Write out every line below that contains "entries".

» Records contained in a dataset:
┄┄┄┄┄┄┄┄┄┄┄┄┄┄┄┄┄┄┄┄
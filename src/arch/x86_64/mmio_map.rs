// SPDX-License-Identifier: JOSSL-1.0
// Copyright (C) 2025 The Jotunheim Project
//! Uncached device windows outside the HHDM.
//!
//! LAPIC and IOAPIC registers must not be reached through the direct map,
//! which is write-back. Every device window gets fresh 4 KiB pages in a
//! dedicated VA range, carved with a bump pointer.

use core::ptr::NonNull;

use x86_64::structures::paging::{
    Mapper, OffsetPageTable, Page, PageTableFlags as F, PhysFrame, Size4KiB,
    mapper::MapToError,
};
use x86_64::{PhysAddr, VirtAddr};

use crate::mem::simple_alloc::TinyBump;
use crate::platform::MapFlags;

pub const MMIO_BASE: u64 = 0xffff_d000_0000_0000;
pub const MMIO_SIZE: u64 = 1 << 30;

const PAGE: u64 = 0x1000;

const fn pa_mask_52(x: u64) -> u64 {
    x & 0x000F_FFFF_FFFF_FFFF
}

/// Page-aligned span covering `[phys, phys + len)`: (first page, offset into
/// it, page count).
pub fn page_span(phys: u64, len: usize) -> (u64, u64, u64) {
    let pa0 = pa_mask_52(phys) & !(PAGE - 1);
    let end = pa_mask_52(phys).saturating_add(len.max(1) as u64);
    let pages = end.div_ceil(PAGE) - pa0 / PAGE;
    (pa0, pa_mask_52(phys) - pa0, pages)
}

pub fn page_flags(flags: MapFlags) -> F {
    let mut f = F::PRESENT | F::NO_EXECUTE | F::GLOBAL;
    if flags.contains(MapFlags::WRITE) {
        f |= F::WRITABLE;
    }
    if flags.contains(MapFlags::NO_CACHE) {
        f |= F::NO_CACHE;
    }
    if flags.contains(MapFlags::WRITE_THROUGH) {
        f |= F::WRITE_THROUGH;
    }
    f
}

pub struct MmioWindow {
    mapper: OffsetPageTable<'static>,
    frames: TinyBump,
    next_va: u64,
}

impl MmioWindow {
    pub fn new(mapper: OffsetPageTable<'static>, frames: TinyBump) -> Self {
        Self { mapper, frames, next_va: MMIO_BASE }
    }

    pub fn contains(&self, va: u64) -> bool {
        (MMIO_BASE..MMIO_BASE + MMIO_SIZE).contains(&va)
    }

    /// Map a device range. VA space is never reused.
    pub fn map(&mut self, phys: u64, len: usize, flags: MapFlags) -> Option<NonNull<u8>> {
        let (pa0, off, pages) = page_span(phys, len);
        let size = pages * PAGE;
        if self.next_va + size > MMIO_BASE + MMIO_SIZE {
            log::error!(target: "mmio", "window exhausted mapping {:#x}+{:#x}", phys, len);
            return None;
        }
        let va0 = self.next_va;
        self.next_va += size;

        let flags = page_flags(flags);
        for i in 0..pages {
            let frame = PhysFrame::<Size4KiB>::containing_address(PhysAddr::new(pa0 + i * PAGE));
            let page = Page::<Size4KiB>::containing_address(VirtAddr::new(va0 + i * PAGE));
            // SAFETY: the page lies in the MMIO range, which nothing else maps.
            match unsafe { self.mapper.map_to(page, frame, flags, &mut self.frames) } {
                Ok(flush) => flush.flush(),
                Err(MapToError::FrameAllocationFailed) => {
                    log::error!(target: "mmio", "out of page-table frames");
                    return None;
                }
                Err(e) => {
                    log::error!(target: "mmio", "map {:#x} failed: {:?}", pa0 + i * PAGE, e);
                    return None;
                }
            }
        }
        log::trace!(target: "mmio", "{:#x}+{:#x} at {:#x}", phys, len, va0 + off);
        NonNull::new((va0 + off) as *mut u8)
    }

    pub fn unmap(&mut self, virt: NonNull<u8>, len: usize) {
        let (va0, _, pages) = page_span(virt.as_ptr() as u64, len);
        for i in 0..pages {
            let page = Page::<Size4KiB>::containing_address(VirtAddr::new(va0 + i * PAGE));
            match self.mapper.unmap(page) {
                Ok((_, flush)) => flush.flush(),
                Err(e) => log::warn!(target: "mmio", "unmap {:#x}: {:?}", va0 + i * PAGE, e),
            }
        }
    }
}
impl IoApicSet {
    pub fn init<P: PhysMapper + Mmio + ?Sized>(
        p: &P,
        model: &RoutingModel,
        vectors: &mut VectorMap,
    ) -> Result<Self> {
        let mut chips: Vec<IoApic> = Vec::with_capacity(model.ioapics.len());
        let mut next_irq_base = ISA_IRQ_COUNT as u32;
        for desc in &model.ioapics {
            let mut chip = IoApic::init(p, desc, vectors)?;
            if model.source == TableSource::Mps {
                // MP tables carry no GSI bases; number pins after the ISA range
                chip.irq_base = next_irq_base;
            }
            next_irq_base = chip.irq_base + chip.entries as u32;
            chips.push(chip);
        }
        let (msi_base_intr, msi_base_irq) = chips.last().map_or((0, 0), msi_window);
        let mut set = Self { chips, msi_base_intr, msi_base_irq, irq_to_mapping: Vec::new() };
        set.build_irq_map(model);
        Ok(set)
    }

    #[cfg(test)]
    pub(crate) fn with_msi_window(msi_base_intr: u8, msi_base_irq: u8) -> Self {
        Self { chips: Vec::new(), msi_base_intr, msi_base_irq, irq_to_mapping: Vec::new() }
    }

    fn build_irq_map(&mut self, model: &RoutingModel) {
        let gsi_end = self
            .chips
            .iter()
            .map(|c| (c.irq_base + c.entries as u32) as usize)
            .max()
            .unwrap_or(0);
        let count = gsi_end.max(ISA_IRQ_COUNT).min(256);
        let mut map = alloc::vec![None; count];
        for (irq, slot) in map.iter_mut().take(ISA_IRQ_COUNT).enumerate() {
            let idx = model.isa_irq_lookup[irq] as usize;
            *slot = model.bus_irq_list.get(idx).filter(|m| is_isa_line(model, idx, m)).map(|_| idx);
        }
        // everything else is numbered by the pin it arrives on
        for (idx, m) in model.bus_irq_list.iter().enumerate() {
            if is_isa_line(model, idx, m) {
                continue;
            }
            let Some(chip) = self.chips.iter().find(|c| c.id == m.ioapic_id) else {
                continue;
            };
            match map.get_mut((chip.irq_base + m.intin as u32) as usize) {
                Some(slot) if slot.is_none() => *slot = Some(idx),
                _ => {}
            }
        }
        self.irq_to_mapping = map;
    }

    pub fn chips(&self) -> &[IoApic] {
        &self.chips
    }

    pub fn is_empty(&self) -> bool {
        self.chips.is_empty()
    }

    pub fn msi_base_intr(&self) -> u8 {
        self.msi_base_intr
    }

    pub fn msi_base_irq(&self) -> u8 {
        self.msi_base_irq
    }

    pub fn has_msi_window(&self) -> bool {
        self.msi_base_intr != 0
    }

    /// Chip with hardware id `id`. Routing cannot continue without it.
    pub fn by_id(&self, id: u8) -> &IoApic {
        match self.chips.iter().find(|c| c.id == id) {
            Some(chip) => chip,
            None => {
                let known: Vec<u8> = self.chips.iter().map(|c| c.id).collect();
                panic!("IOAPIC id {} not found, have {:?}", id, known);
            }
        }
    }

    /// Program every mapping toward the boot CPU.
    pub fn map_all<P: Mmio + ?Sized>(&self, p: &P, model: &RoutingModel) {
        if self.chips.is_empty() {
            log::warn!(target: "ioapic", "no IOAPICs, nothing to route");
            return;
        }
        let dest = model.apic_id_list.first().copied().unwrap_or(0);
        let hi = (dest & 0xFF) << RED_DEST_SHIFT;
        for (idx, m) in model.bus_irq_list.iter().enumerate() {
            let chip = self.by_id(m.ioapic_id);
            if m.intin as usize >= chip.irq_count() {
                log::warn!(target: "ioapic", "mapping {} names pin {} past the end of IOAPIC {}", idx, m.intin, chip.id);
                continue;
            }
            let lo = redirection_flags(m, model.is_isa_bus(m.bus)) | chip.vector_for(m.intin) as u32;
            log::trace!(target: "ioapic", "IRQ {} -> IOAPIC {} pin {}: {:#x}:{:#x}", idx, chip.id, m.intin, hi, lo);
            chip.program(p, m.intin, lo, hi);
        }
    }

    /// Chip and pin behind logical `irq`.
    pub fn pin_for_irq(&self, model: &RoutingModel, irq: u8) -> Option<(&IoApic, u8)> {
        if let Some(Some(idx)) = self.irq_to_mapping.get(irq as usize) {
            let m = &model.bus_irq_list[*idx];
            return Some((self.by_id(m.ioapic_id), m.intin));
        }
        let gsi = irq as u32;
        self.chips
            .iter()
            .find(|c| c.owns_gsi(gsi))
            .map(|c| (c, (gsi - c.irq_base) as u8))
    }

    pub fn irq_vector(&self, model: &RoutingModel, irq: u8) -> Option<u8> {
        self.pin_for_irq(model, irq).map(|(chip, pin)| chip.vector_for(pin))
    }

    /// Logical IRQ for an incoming vector.
    pub fn translate_intr(&self, model: &RoutingModel, intr: u8) -> Option<u8> {
        if self.has_msi_window() && intr >= self.msi_base_intr && intr < INTR_APIC_TIMER {
            let irq = (intr - self.msi_base_intr).checked_add(self.msi_base_irq);
            if irq.is_none() {
                log::warn!(target: "ioapic", "MSI vector {:#x} has no logical IRQ", intr);
            }
            return irq;
        }
        let chip = self.chips.iter().find(|c| c.owns_intr(intr))?;
        let pin = intr - chip.base_intr;
        // legacy ISA lines keep their well-known numbers
        let isa = model
            .bus_irq_list
            .iter()
            .enumerate()
            .find(|&(idx, m)| m.ioapic_id == chip.id && m.intin == pin && is_isa_line(model, idx, m));
        if let Some((_, m)) = isa {
            return Some(m.irq);
        }
        u8::try_from(chip.irq_base + pin as u32).ok()
    }

    /// Acknowledge `intr` and run whatever the IRQ layer hooked on it.
    pub fn dispatch<P: CpuOps + Mmio + KernelServices + ?Sized>(
        &self,
        p: &P,
        lapic: &LocalApic,
        model: &RoutingModel,
        intr: u8,
        ctx: *mut IsrContext,
    ) -> *mut IsrContext {
        let irq = self.translate_intr(model, intr);
        lapic.eoi(p);
        let Some(irq) = irq else {
            log::warn!(target: "ioapic", "stray vector {:#x}", intr);
            return ctx;
        };
        let next = p.invoke_irq(intr, irq, ctx);
        if next == ctx { p.schedule_if_idle(ctx) } else { next }
    }

    pub fn set_mask<P: Mmio + ?Sized>(&self, p: &P, model: &RoutingModel, irq: u8, unmask: bool) -> bool {
        let Some((chip, pin)) = self.pin_for_irq(model, irq) else {
            log::warn!(target: "ioapic", "mask of unrouted IRQ {}", irq);
            return false;
        };
        chip.modify_lo(p, pin, |lo| if unmask { lo & !RED_MASKED } else { lo | RED_MASKED });
        true
    }

    /// Point `irq` at logical CPU `cpu`. `None` asks whether routing is possible.
    pub fn route_to_cpu<P: Mmio + ?Sized>(
        &self,
        p: &P,
        model: &RoutingModel,
        irq: u8,
        cpu: Option<usize>,
    ) -> bool {
        let Some(cpu) = cpu else {
            return !self.chips.is_empty();
        };
        let Some(&apic_id) = model.apic_id_list.get(cpu) else {
            return false;
        };
        let Some((chip, pin)) = self.pin_for_irq(model, irq) else {
            return false;
        };
        chip.write(p, red_hi(pin), (apic_id & 0xFF) << RED_DEST_SHIFT);
        log::debug!(target: "ioapic", "IRQ {} routed to CPU {} (APIC {})", irq, cpu, apic_id);
        true
    }
}
// SPDX-License-Identifier: JOSSL-1.0
// Copyright (C) 2025 The Jotunheim Project
//! Fixed-capacity bitmap allocator.
//!
//! A set bit means "in use". Capacity is `WORDS * 64`; the interrupt vector
//! space uses four words. Searches are linear, which is fine at this size.

#[derive(Debug, Clone, PartialEq, Eq)]
pub struct BitAlloc<const WORDS: usize> {
    bits: [u64; WORDS],
}

impl<const WORDS: usize> Default for BitAlloc<WORDS> {
    fn default() -> Self {
        Self::new()
    }
}

impl<const WORDS: usize> BitAlloc<WORDS> {
    pub const CAPACITY: usize = WORDS * 64;

    pub const fn new() -> Self {
        Self { bits: [0; WORDS] }
    }

    pub fn is_set(&self, bit: usize) -> bool {
        bit < Self::CAPACITY && self.bits[bit / 64] & (1u64 << (bit % 64)) != 0
    }

    fn set(&mut self, bit: usize) {
        self.bits[bit / 64] |= 1u64 << (bit % 64);
    }

    fn clear(&mut self, bit: usize) {
        self.bits[bit / 64] &= !(1u64 << (bit % 64));
    }

    pub fn count_free(&self) -> usize {
        Self::CAPACITY - self.bits.iter().map(|w| w.count_ones() as usize).sum::<usize>()
    }

    /// Lowest start of `count` contiguous free bits at or above `floor`,
    /// with the start a multiple of `1 << align_log2`.
    fn find(&self, floor: usize, align_log2: u32, count: usize) -> Option<usize> {
        if count == 0 || count > Self::CAPACITY {
            return None;
        }
        let step = 1usize.checked_shl(align_log2)?;
        let mut start = floor.checked_next_multiple_of(step)?;
        while start.checked_add(count).is_some_and(|end| end <= Self::CAPACITY) {
            // jump past the highest used bit of the candidate run
            match (start..start + count).rev().find(|&b| self.is_set(b)) {
                None => return Some(start),
                Some(used) => start = (used + 1).checked_next_multiple_of(step)?,
            }
        }
        None
    }

    fn mark(&mut self, start: usize, count: usize) {
        for b in start..start + count {
            self.set(b);
        }
    }

    /// Allocate `count` contiguous bits; lowest fit wins.
    pub fn alloc(&mut self, count: usize) -> Option<usize> {
        let start = self.find(0, 0, count)?;
        self.mark(start, count);
        Some(start)
    }

    /// Allocate `1 << log2n` bits starting on a `1 << log2n` boundary.
    pub fn alloc_aligned(&mut self, log2n: u32) -> Option<usize> {
        self.alloc_aligned_from(log2n, 0)
    }

    /// Like [`alloc_aligned`](Self::alloc_aligned) but never below `floor`.
    pub fn alloc_aligned_from(&mut self, log2n: u32, floor: usize) -> Option<usize> {
        let count = 1usize.checked_shl(log2n)?;
        let start = self.find(floor, log2n, count)?;
        self.mark(start, count);
        Some(start)
    }

    /// Claim a specific range. Returns `false` without touching anything if
    /// the range is out of bounds or any bit in it is already taken.
    pub fn take(&mut self, start: usize, count: usize) -> bool {
        let Some(end) = start.checked_add(count) else {
            return false;
        };
        if end > Self::CAPACITY || (start..end).any(|b| self.is_set(b)) {
            return false;
        }
        self.mark(start, count);
        true
    }

    /// Release a range. Bits past the capacity are ignored.
    pub fn free(&mut self, start: usize, count: usize) {
        let end = start.saturating_add(count).min(Self::CAPACITY);
        for b in start..end {
            self.clear(b);
        }
    }
}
┄┄┄┄┄┄┄┄┄┄┄┄┄┄┄┄┄┄┄┄
» OUTPUT:
            next_irq_base = chip.irq_base + chip.entries as u32;
            .map(|c| (c.irq_base + c.entries as u32) as usize)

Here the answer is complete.